The TSAR procedure rev. 1 - Test of Security Assessment Relevance

Authors:

  • Johan Bengtsson
  • Kristoffer Lundholm
  • Jonas Hallberg
  • Amund Gudmundson Hunstad
  • Jacob Löfvenberg

Publish date: 2010-12-10

Report number: FOI-R--3061--SE

Pages: 29

Written in: English

Keywords:

  • Security assessment
  • relevance
  • testing procedure

Abstract

Nowadays there exist a number of different security assessment methods. Different security assessment methods have, for example, different approaches to how to perform security assessments at the same time as the cost of performing an assessment can vary widely. In order to facilitate the choice of security assessment method, a formalized way of evaluating security assessment methods is needed. This report presents the first revision of the testing procedure TSAR, which is used to evaluate security assessment methods and thereby facilitates the process of choosing a method.
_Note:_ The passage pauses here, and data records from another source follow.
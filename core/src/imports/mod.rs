//! Shared import cache: library, resource and variables docs keyed by how
//! they were imported.

mod cache;
mod completion;
mod manager;

#[cfg(test)]
mod imports_test;

use std::fmt;

pub use cache::{DocCache, CACHE_SCHEMA_VERSION};
pub use completion::{CompletionKind, ImportCompletion};
pub use manager::{
    variable_lookup, DocumentSource, ImportFailure, ImportsConfig, ImportsEvent, ImportsManager, LoadedResource,
};

#[derive(Debug, Clone, Copy, PartialEq, Eq, Hash)]
pub enum ImportKind {
    Library,
    Resource,
    Variables,
}

impl fmt::Display for ImportKind {
    fn fmt(&self, f: &mut fmt::Formatter<'_>) -> fmt::Result {
        f.write_str(match self {
            ImportKind::Library => "Library",
            ImportKind::Resource => "Resource",
            ImportKind::Variables => "Variables",
        })
    }
}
The TSAR procedure describes to what degree a security assessment method fulfills the need of security assessment, that is, the relevance of the tested security assessment method. To model the security assessment needs, a set of characteristics is used. The relevance of a security assessment method is decided by comparing the model of the security assessment needs to the characteristics of the method. Such a set of characteristics, to be used for the modeling of security assessment needs, is provided in this report.